Ok, the code is more a script in C than a real testing program, but you can notice the tricks: we won’t get the same result, unless we use exactly the same algorithm (implemented the same way … ) So, we compute the difference between the expected result and our own value, it appears that we can’t do better than something around 2.22×10¯²². Here is the output:

```
Threshold: 5.96046e-08 - 0x1p-24
Diff: 2.22045e-16
```

## Real float format ?

A float (32bit floating point numbers) :

These elements are stored in that way:

**f = (-1^S) × 1.SIGNIFICAND × 2^(EXPONENT - 127)**

These elements are stored in that way:

As you may notice, the one before the point is not stored, the idea is that the mantissa is scaled such that it start with a one (remember, we’re in binary, that’s not a problem.)

The main consequences it’s some times difficult to compare values and non-strict comparing are sometime fuzzy. That’s a complex field of study and still a problem for many applications.
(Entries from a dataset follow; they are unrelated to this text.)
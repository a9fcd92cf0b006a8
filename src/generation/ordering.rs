//! Dependency ordering of models
//!
//! Referenced models are emitted before the models that reference them. Models
//! that reference each other (including self references) form a strongly
//! connected component; inside a component the document order is kept and the
//! references pointing at a later model are marked `forward`.

use std::cmp::Reverse;
use std::collections::{BinaryHeap, HashMap};

use petgraph::Direction;
use petgraph::algo::condensation;
use petgraph::graph::{DiGraph, NodeIndex};
use petgraph::visit::EdgeRef;

use crate::generation::ir::ModelDef;

/// Sort models so that every referenced model precedes its referrers, assign
/// `order_index`, and mark forward references.
///
/// Independent models keep their relative document order.
pub fn order_models(models: Vec<ModelDef>) -> Vec<ModelDef> {
    let mut graph: DiGraph<usize, ()> = DiGraph::new();
    let nodes: Vec<NodeIndex> = (0..models.len()).map(|index| graph.add_node(index)).collect();
    let by_name: HashMap<&str, NodeIndex> = models
        .iter()
        .zip(&nodes)
        .map(|(model, node)| (model.name.as_str(), *node))
        .collect();

    for (model, &node) in models.iter().zip(&nodes) {
        for target in model.references() {
            match by_name.get(target) {
                Some(&target) => {
                    graph.update_edge(node, target, ());
                }
                None => tracing::warn!(model = %model.name, target = %target, "Reference to unknown model"),
            }
        }
    }

    let components = condensation(graph, true);

    // A component is ready once every component it depends on was emitted
    let mut pending: Vec<usize> = components
        .node_indices()
        .map(|node| components.edges_directed(node, Direction::Outgoing).count())
        .collect();
    let mut ready: BinaryHeap<Reverse<(usize, NodeIndex)>> = components
        .node_indices()
        .filter(|node| pending[node.index()] == 0)
        .map(|node| Reverse((first_position(&components[node]), node)))
        .collect();

    let mut sequence = Vec::with_capacity(models.len());
    while let Some(Reverse((_, node))) = ready.pop() {
        let mut members = components[node].clone();
        members.sort_unstable();
        sequence.extend(members);

        for edge in components.edges_directed(node, Direction::Incoming) {
            let dependent = edge.source();
            pending[dependent.index()] -= 1;
            if pending[dependent.index()] == 0 {
                ready.push(Reverse((first_position(&components[dependent]), dependent)));
            }
        }
    }

    let mut slots: Vec<Option<ModelDef>> = models.into_iter().map(Some).collect();
    let mut ordered: Vec<ModelDef> = sequence
        .into_iter()
        .filter_map(|index| slots[index].take())
        .collect();

    let positions: HashMap<String, usize> = ordered
        .iter()
        .enumerate()
        .map(|(position, model)| (model.name.clone(), position))
        .collect();

    for (position, model) in ordered.iter_mut().enumerate() {
        model.order_index = position;
        let model_name = model.name.clone();
        for field in &mut model.fields {
            field.kind.map_reference(&mut |target: &str, forward: &mut bool| {
                *forward = positions
                    .get(target)
                    .is_some_and(|&target_position| target_position >= position);
                if *forward {
                    tracing::debug!(model = %model_name, target = %target, "Forward reference");
                }
                None
            });
        }
    }

    ordered
}

fn first_position(members: &[usize]) -> usize {
    members.iter().copied().min().unwrap_or(usize::MAX)
}

#[cfg(test)]
mod tests {
    use super::*;
    use crate::generation::ir::{Field, ModelOrigin, SchemaTypeKind, Visibility};

    fn reference(name: &str, target: &str) -> Field {
        Field {
            name: name.to_string(),
            wire_name: name.to_string(),
            kind: SchemaTypeKind::reference(target),
            optional: true,
            nullable: false,
            visibility: Visibility::Standard,
        }
    }

    fn model(name: &str, fields: Vec<Field>) -> ModelDef {
        ModelDef {
            name: name.to_string(),
            fields,
            validators: vec![],
            order_index: 0,
            variant: None,
            origin: ModelOrigin::Component {
                schema: name.to_string(),
            },
        }
    }

    fn names(models: &[ModelDef]) -> Vec<&str> {
        models.iter().map(|model| model.name.as_str()).collect()
    }

    fn is_forward(model: &ModelDef, field: &str) -> bool {
        matches!(
            model.field(field).map(|field| &field.kind),
            Some(SchemaTypeKind::Reference { forward: true, .. })
        )
    }

    #[test]
    fn test_referenced_model_comes_first() {
        let ordered = order_models(vec![
            model("Order", vec![reference("shipTo", "Address")]),
            model("Address", vec![]),
        ]);

        assert_eq!(names(&ordered), vec!["Address", "Order"]);
        assert_eq!(ordered[0].order_index, 0);
        assert_eq!(ordered[1].order_index, 1);
        assert!(!is_forward(&ordered[1], "shipTo"));
    }

    #[test]
    fn test_independent_models_keep_document_order() {
        let ordered = order_models(vec![
            model("Zebra", vec![]),
            model("Pet", vec![reference("category", "Category")]),
            model("Apple", vec![]),
            model("Category", vec![]),
        ]);

        assert_eq!(names(&ordered), vec!["Zebra", "Apple", "Category", "Pet"]);
    }

    #[test]
    fn test_transitive_dependencies() {
        let ordered = order_models(vec![
            model("A", vec![reference("b", "B")]),
            model("B", vec![reference("c", "C")]),
            model("C", vec![]),
        ]);

        assert_eq!(names(&ordered), vec!["C", "B", "A"]);
    }

    #[test]
    fn test_self_reference_is_forward() {
        let ordered = order_models(vec![model("Node", vec![reference("parent", "Node")])]);

        assert_eq!(names(&ordered), vec!["Node"]);
        assert!(is_forward(&ordered[0], "parent"));
    }

    #[test]
    fn test_cycle_keeps_document_order() {
        let ordered = order_models(vec![
            model("Leaf", vec![]),
            model("Employee", vec![reference("team", "Team"), reference("badge", "Leaf")]),
            model("Team", vec![reference("lead", "Employee")]),
        ]);

        assert_eq!(names(&ordered), vec!["Leaf", "Employee", "Team"]);
        assert!(is_forward(&ordered[1], "team"));
        assert!(!is_forward(&ordered[1], "badge"));
        assert!(!is_forward(&ordered[2], "lead"));
    }

    #[test]
    fn test_model_after_cycle() {
        let ordered = order_models(vec![
            model("Report", vec![reference("team", "Team")]),
            model("Employee", vec![reference("team", "Team")]),
            model("Team", vec![reference("lead", "Employee")]),
        ]);

        assert_eq!(names(&ordered), vec!["Employee", "Team", "Report"]);
    }
}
A funny consequence of the format is the existence of two zero ! The sign in the representation is an independent bit, not like in signed integer and thus we can all the value set to zero but the sign bit set to one ! A classical example is this absolute value function:

```
float fabsf(float x) {
if (x > 0.0) return x;
if (x < 0.0) return x;
return 0.0;
}
```

## Conclusion

Dealing with floating point numbers is not easy task, there’s a lot of traps, and you haven’t seen all here, I’m not a scientific computation specialist, I just report my simple experience.